I’m in control when I tell an old story. I can manage an old story, but the living Word tells me the story and tells on me. Keeping the Word in the wistful past is safe; e.g., many today are comfortable saying the gifts of the Spirit are not for today. Why? Perhaps it is this - when the gifts are in operation things get messy. There is less control and less predictability. When the gifts are in operation un-credentialed people begin to minister and un-credentialed people do unconventional things. When the gifts are in operation some get healed and others don’t. This offends our sensitivities and does not jive with our propositional view of a mechanistic, predictable God, so rather than deal with the discomfort of inconsistency we reject it all.

“How could the Jews reject their Messiah,” we ask? Could it be much the same way we miss the fullness of God today? He messed up their filling cabinet and their calendar. Our God is not just Lord of the calendar, but Lord over the calendar – timeless, not limited by events and dates. Our timelines and prophecy charts cannot keep him and you must not throttle heaven with dispensational objections.
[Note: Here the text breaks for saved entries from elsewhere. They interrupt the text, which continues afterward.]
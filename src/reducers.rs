//! Leaf reducers over the canonical interface. All of them implement
//! `combine`, so every one participates in the concurrent-merge fast path.

use std::collections::{BTreeSet, HashMap};
use std::hash::Hash;
use std::ops::Add;

use crate::engine::error::DynResult;
use crate::engine::reducer::{KeyedReducer, Lookup, Reducer};

/// Collects values into a `Vec` in fold order. Under async reduction the
/// merge order is nondeterministic, so treat the result as unordered there.
#[derive(Debug, Clone, Copy)]
pub struct ToVec;

impl<T> Reducer<T> for ToVec {
    type Acc = Vec<T>;
    type Output = Vec<T>;

    fn create(&self) -> Option<DynResult<Self::Acc>> {
        Some(Ok(Vec::new()))
    }

    fn add(&self, mut acc: Self::Acc, value: T) -> DynResult<Self::Acc> {
        acc.push(value);
        Ok(acc)
    }

    fn combine(&self, mut left: Self::Acc, mut right: Self::Acc) -> DynResult<Self::Acc> {
        left.append(&mut right);
        Ok(left)
    }

    fn finish(&self, acc: Option<Self::Acc>) -> DynResult<Self::Output> {
        Ok(acc.unwrap_or_default())
    }
}

/// Collects distinct values into an ordered set.
#[derive(Debug, Clone, Copy)]
pub struct ToSet;

impl<T: Ord> Reducer<T> for ToSet {
    type Acc = BTreeSet<T>;
    type Output = BTreeSet<T>;

    fn create(&self) -> Option<DynResult<Self::Acc>> {
        Some(Ok(BTreeSet::new()))
    }

    fn add(&self, mut acc: Self::Acc, value: T) -> DynResult<Self::Acc> {
        acc.insert(value);
        Ok(acc)
    }

    fn combine(&self, mut left: Self::Acc, mut right: Self::Acc) -> DynResult<Self::Acc> {
        left.append(&mut right);
        Ok(left)
    }

    fn finish(&self, acc: Option<Self::Acc>) -> DynResult<Self::Output> {
        Ok(acc.unwrap_or_default())
    }
}

/// Collects key-value pairs into a map, last write wins. Which write is last
/// is only well defined for sync reduction.
#[derive(Debug, Clone, Copy)]
pub struct ToMap;

impl<K: Eq + Hash, V> Reducer<(K, V)> for ToMap {
    type Acc = HashMap<K, V>;
    type Output = HashMap<K, V>;

    fn create(&self) -> Option<DynResult<Self::Acc>> {
        Some(Ok(HashMap::new()))
    }

    fn add(&self, mut acc: Self::Acc, value: (K, V)) -> DynResult<Self::Acc> {
        acc.insert(value.0, value.1);
        Ok(acc)
    }

    fn combine(&self, mut left: Self::Acc, right: Self::Acc) -> DynResult<Self::Acc> {
        left.extend(right);
        Ok(left)
    }

    fn finish(&self, acc: Option<Self::Acc>) -> DynResult<Self::Output> {
        Ok(acc.unwrap_or_default())
    }
}

impl<K: Eq + Hash, V> KeyedReducer<(K, V)> for ToMap {
    type Key = K;
    type Entry = V;

    fn get<'a>(&self, acc: &'a Self::Acc, key: &K) -> Lookup<'a, V> {
        match acc.get(key) {
            Some(entry) => Lookup::Found(entry),
            None => Lookup::NoEntry,
        }
    }
}

#[derive(Debug, Clone, Copy)]
pub struct Count;

impl<T> Reducer<T> for Count {
    type Acc = usize;
    type Output = usize;

    fn create(&self) -> Option<DynResult<usize>> {
        Some(Ok(0))
    }

    fn add(&self, acc: usize, _value: T) -> DynResult<usize> {
        Ok(acc + 1)
    }

    fn combine(&self, left: usize, right: usize) -> DynResult<usize> {
        Ok(left + right)
    }

    fn finish(&self, acc: Option<usize>) -> DynResult<usize> {
        Ok(acc.unwrap_or(0))
    }
}

#[derive(Debug, Clone, Copy)]
pub struct Sum;

impl<T: Add<Output = T> + Default> Reducer<T> for Sum {
    type Acc = T;
    type Output = T;

    fn create(&self) -> Option<DynResult<T>> {
        Some(Ok(T::default()))
    }

    fn add(&self, acc: T, value: T) -> DynResult<T> {
        Ok(acc + value)
    }

    fn combine(&self, left: T, right: T) -> DynResult<T> {
        Ok(left + right)
    }

    fn finish(&self, acc: Option<T>) -> DynResult<T> {
        Ok(acc.unwrap_or_default())
    }
}

/// Smallest value, `None` on an empty source.
#[derive(Debug, Clone, Copy)]
pub struct Min;

impl<T: Ord> Reducer<T> for Min {
    type Acc = T;
    type Output = Option<T>;

    fn create(&self) -> Option<DynResult<T>> {
        None
    }

    fn seed(&self, value: T) -> DynResult<T> {
        Ok(value)
    }

    fn add(&self, acc: T, value: T) -> DynResult<T> {
        Ok(acc.min(value))
    }

    fn combine(&self, left: T, right: T) -> DynResult<T> {
        Ok(left.min(right))
    }

    fn finish(&self, acc: Option<T>) -> DynResult<Option<T>> {
        Ok(acc)
    }
}

/// Largest value, `None` on an empty source.
#[derive(Debug, Clone, Copy)]
pub struct Max;

impl<T: Ord> Reducer<T> for Max {
    type Acc = T;
    type Output = Option<T>;

    fn create(&self) -> Option<DynResult<T>> {
        None
    }

    fn seed(&self, value: T) -> DynResult<T> {
        Ok(value)
    }

    fn add(&self, acc: T, value: T) -> DynResult<T> {
        Ok(acc.max(value))
    }

    fn combine(&self, left: T, right: T) -> DynResult<T> {
        Ok(left.max(right))
    }

    fn finish(&self, acc: Option<T>) -> DynResult<Option<T>> {
        Ok(acc)
    }
}

/// First value in fold order; arbitrary under concurrent sources.
#[derive(Debug, Clone, Copy)]
pub struct First;

impl<T> Reducer<T> for First {
    type Acc = T;
    type Output = Option<T>;

    fn create(&self) -> Option<DynResult<T>> {
        None
    }

    fn seed(&self, value: T) -> DynResult<T> {
        Ok(value)
    }

    fn add(&self, acc: T, _value: T) -> DynResult<T> {
        Ok(acc)
    }

    fn combine(&self, left: T, _right: T) -> DynResult<T> {
        Ok(left)
    }

    fn finish(&self, acc: Option<T>) -> DynResult<Option<T>> {
        Ok(acc)
    }
}

/// Last value in fold order; arbitrary under concurrent sources.
#[derive(Debug, Clone, Copy)]
pub struct Last;

impl<T> Reducer<T> for Last {
    type Acc = T;
    type Output = Option<T>;

    fn create(&self) -> Option<DynResult<T>> {
        None
    }

    fn seed(&self, value: T) -> DynResult<T> {
        Ok(value)
    }

    fn add(&self, _acc: T, value: T) -> DynResult<T> {
        Ok(value)
    }

    fn combine(&self, _left: T, right: T) -> DynResult<T> {
        Ok(right)
    }

    fn finish(&self, acc: Option<T>) -> DynResult<Option<T>> {
        Ok(acc)
    }
}
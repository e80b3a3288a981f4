// too sensitive for `Box<dyn Fn(...)>`
#![allow(clippy::type_complexity)]

pub mod error;
pub use self::error::{DynError, DynResult, Error, Result};

pub mod iterator;
pub use self::iterator::{AsyncLookahead, Lookahead};

pub mod concur;
pub use self::concur::{ConcurStream, IntoStream, IterConcur, StreamConcur};

pub mod reducer;
pub use self::reducer::{
    AsyncCombineFn, AsyncFullReducer, AsyncReducer, AsyncSemigroupReducer, CombineFn, FullReducer,
    KeyedReducer, Lookup, Reducer, SemigroupReducer,
};

pub mod reduce;
pub use self::reduce::{reduce, reduce_async, reduce_concur, try_reduce, try_reduce_async};

pub mod compose;
pub use self::compose::{Fanout, FanoutAsync, GroupBy, MapOutput};
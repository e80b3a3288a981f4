// Copyright © 2025 Tributary

use std::collections::HashMap;
use std::hash::Hash;

use derivative::Derivative;
use futures::future::{self, BoxFuture};
use futures::FutureExt;

use super::error::DynResult;
use super::reducer::{AsyncReducer, KeyedReducer, Lookup, Reducer};

/// Post-processing transform of the final value: every other operation
/// delegates to the inner reducer and only `finish` is wrapped.
#[derive(Derivative)]
#[derivative(Debug)]
pub struct MapOutput<R, F> {
    inner: R,
    #[derivative(Debug = "ignore")]
    f: F,
}

impl<R, F> MapOutput<R, F> {
    pub fn new(inner: R, f: F) -> Self {
        Self { inner, f }
    }
}

impl<T, R, F, O> Reducer<T> for MapOutput<R, F>
where
    R: Reducer<T>,
    F: Fn(R::Output) -> O,
{
    type Acc = R::Acc;
    type Output = O;

    fn create(&self) -> Option<DynResult<Self::Acc>> {
        self.inner.create()
    }

    fn seed(&self, value: T) -> DynResult<Self::Acc> {
        self.inner.seed(value)
    }

    fn add(&self, acc: Self::Acc, value: T) -> DynResult<Self::Acc> {
        self.inner.add(acc, value)
    }

    fn can_combine(&self) -> bool {
        self.inner.can_combine()
    }

    fn combine(&self, left: Self::Acc, right: Self::Acc) -> DynResult<Self::Acc> {
        self.inner.combine(left, right)
    }

    fn finish(&self, acc: Option<Self::Acc>) -> DynResult<O> {
        Ok((self.f)(self.inner.finish(acc)?))
    }
}

/// Fans every value out to two reducers in one pass.
#[derive(Debug)]
pub struct Fanout<R1, R2> {
    first: R1,
    second: R2,
}

impl<R1, R2> Fanout<R1, R2> {
    pub fn new(first: R1, second: R2) -> Self {
        Self { first, second }
    }
}

impl<T, R1, R2> Reducer<T> for Fanout<R1, R2>
where
    T: Clone,
    R1: Reducer<T>,
    R2: Reducer<T>,
{
    type Acc = (R1::Acc, R2::Acc);
    type Output = (R1::Output, R2::Output);

    fn create(&self) -> Option<DynResult<Self::Acc>> {
        // seedless children force the seeding path for the pair as well
        let first = self.first.create()?;
        let second = self.second.create()?;
        Some(first.and_then(|first| Ok((first, second?))))
    }

    fn seed(&self, value: T) -> DynResult<Self::Acc> {
        Ok((self.first.seed(value.clone())?, self.second.seed(value)?))
    }

    fn add(&self, acc: Self::Acc, value: T) -> DynResult<Self::Acc> {
        let (first, second) = acc;
        Ok((
            self.first.add(first, value.clone())?,
            self.second.add(second, value)?,
        ))
    }

    fn can_combine(&self) -> bool {
        self.first.can_combine() && self.second.can_combine()
    }

    fn combine(&self, left: Self::Acc, right: Self::Acc) -> DynResult<Self::Acc> {
        Ok((
            self.first.combine(left.0, right.0)?,
            self.second.combine(left.1, right.1)?,
        ))
    }

    fn finish(&self, acc: Option<Self::Acc>) -> DynResult<Self::Output> {
        match acc {
            Some((first, second)) => Ok((
                self.first.finish(Some(first))?,
                self.second.finish(Some(second))?,
            )),
            None => Ok((self.first.finish(None)?, self.second.finish(None)?)),
        }
    }
}

/// Async fan-out: the two children's operations run concurrently.
#[derive(Debug)]
pub struct FanoutAsync<R1, R2> {
    first: R1,
    second: R2,
}

impl<R1, R2> FanoutAsync<R1, R2> {
    pub fn new(first: R1, second: R2) -> Self {
        Self { first, second }
    }
}

impl<T, R1, R2> AsyncReducer<T> for FanoutAsync<R1, R2>
where
    T: Clone + Send + 'static,
    R1: AsyncReducer<T>,
    R2: AsyncReducer<T>,
{
    type Acc = (R1::Acc, R2::Acc);
    type Output = (R1::Output, R2::Output);

    fn create(&self) -> Option<BoxFuture<'static, DynResult<Self::Acc>>> {
        let first = self.first.create()?;
        let second = self.second.create()?;
        Some(future::try_join(first, second).boxed())
    }

    fn seed(&self, value: T) -> BoxFuture<'static, DynResult<Self::Acc>> {
        future::try_join(self.first.seed(value.clone()), self.second.seed(value)).boxed()
    }

    fn add(&self, acc: Self::Acc, value: T) -> BoxFuture<'static, DynResult<Self::Acc>> {
        let (first, second) = acc;
        future::try_join(
            self.first.add(first, value.clone()),
            self.second.add(second, value),
        )
        .boxed()
    }

    fn can_combine(&self) -> bool {
        self.first.can_combine() && self.second.can_combine()
    }

    fn combine(&self, left: Self::Acc, right: Self::Acc) -> BoxFuture<'static, DynResult<Self::Acc>> {
        future::try_join(
            self.first.combine(left.0, right.0),
            self.second.combine(left.1, right.1),
        )
        .boxed()
    }

    fn finish(&self, acc: Option<Self::Acc>) -> BoxFuture<'static, DynResult<Self::Output>> {
        match acc {
            Some((first, second)) => future::try_join(
                self.first.finish(Some(first)),
                self.second.finish(Some(second)),
            )
            .boxed(),
            None => future::try_join(self.first.finish(None), self.second.finish(None)).boxed(),
        }
    }
}

/// Groups values by a derived key and reduces each group with the inner
/// reducer. New groups are seeded through the inner seeding path, so the
/// inner reducer may itself be seedless.
#[derive(Derivative)]
#[derivative(Debug)]
pub struct GroupBy<F, R> {
    #[derivative(Debug = "ignore")]
    key_fn: F,
    inner: R,
}

impl<F, R> GroupBy<F, R> {
    pub fn new(key_fn: F, inner: R) -> Self {
        Self { key_fn, inner }
    }
}

impl<T, F, R, K> Reducer<T> for GroupBy<F, R>
where
    F: Fn(&T) -> K,
    R: Reducer<T>,
    K: Eq + Hash,
{
    type Acc = HashMap<K, R::Acc>;
    type Output = HashMap<K, R::Output>;

    fn create(&self) -> Option<DynResult<Self::Acc>> {
        Some(Ok(HashMap::new()))
    }

    fn add(&self, mut acc: Self::Acc, value: T) -> DynResult<Self::Acc> {
        let key = (self.key_fn)(&value);
        let group = match acc.remove(&key) {
            Some(group) => self.inner.add(group, value)?,
            None => self.inner.seed(value)?,
        };
        acc.insert(key, group);
        Ok(acc)
    }

    fn can_combine(&self) -> bool {
        self.inner.can_combine()
    }

    fn combine(&self, mut left: Self::Acc, right: Self::Acc) -> DynResult<Self::Acc> {
        for (key, group) in right {
            let merged = match left.remove(&key) {
                Some(other) => self.inner.combine(other, group)?,
                None => group,
            };
            left.insert(key, merged);
        }
        Ok(left)
    }

    fn finish(&self, acc: Option<Self::Acc>) -> DynResult<Self::Output> {
        let mut finished = HashMap::new();
        for (key, group) in acc.unwrap_or_default() {
            finished.insert(key, self.inner.finish(Some(group))?);
        }
        Ok(finished)
    }
}

impl<T, F, R, K> KeyedReducer<T> for GroupBy<F, R>
where
    F: Fn(&T) -> K,
    R: Reducer<T>,
    K: Eq + Hash,
{
    type Key = K;
    type Entry = R::Acc;

    fn get<'a>(&self, acc: &'a Self::Acc, key: &K) -> Lookup<'a, R::Acc> {
        match acc.get(key) {
            Some(group) => Lookup::Found(group),
            None => Lookup::NoEntry,
        }
    }
}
Just when we get our commentaries to jive and our systematic theology all systematized, just when we settle up on what is normative and put the final touches on our creedal statements, this living Word, this living Kingdom shuffles the deck.

Moses’ bronze serpent lifted up on a pole (Num. 21:9) is seen to be prophetic of Christ who would be lifted up on a cross (Jn.3:14). That same symbol eventually had to be destroyed because people began to worship it (2Kgs 18:4). Very quickly the cross can be reduced to mere sentimentality. The Kingdom is mentioned many more times just in Matthew than the cross is mentioned in the entire New Testament. This is not to take anything away from the cross, of course. The cross is inaugural for the Kingdom. The best way to honor the cross is to live the Kingdom.

Without exception, when Jesus uses the term “cross” in Matthew, he refers not to his cross, but exhorts disciples to carrying their cross (“take up your cross and follow” – this is the antidote to sentimentality). We don’t camp out at the cross, we carry a cross. The cross for us is event and process. If we carry the cross we don’t have to go back to the cross. 

We often emphasize what the cross delivers us from and neglect to promote what the cross delivers us to. Is this why so many Christians today are bored with their Christianity? The embarrassing old bumper sticker, “Christians aren’t perfect just forgiven”, kind of says it all for this mentality. We got a Band-Aid for our boo-boo and that’s it. But we are not just forgiven. We are called to follow, called to righteousness, discipleship and the work of the Kingdom. We are called to be people of that Kingdom.

Pentecostals are good at not staying at the cross. To their credit, they go on to the empty tomb and from there they find the upper room. But all too often this is where we camp. We stay in Acts chapter two. But there are twenty-six chapters that follow and the final chapter itself lacks a proper conclusion. So don’t stop at two and don’t stop at twenty-eight. We are to be moving forward with the Kingdom, announcing the Kingdom to the uttermost parts of the earth.  

Jesus says “follow”, not “stay here”. This is not a campout. This is a hiking trip. This is more than old scrolls and dead men’s bones. This is living Word and the coming Kingdom. Try to keep up.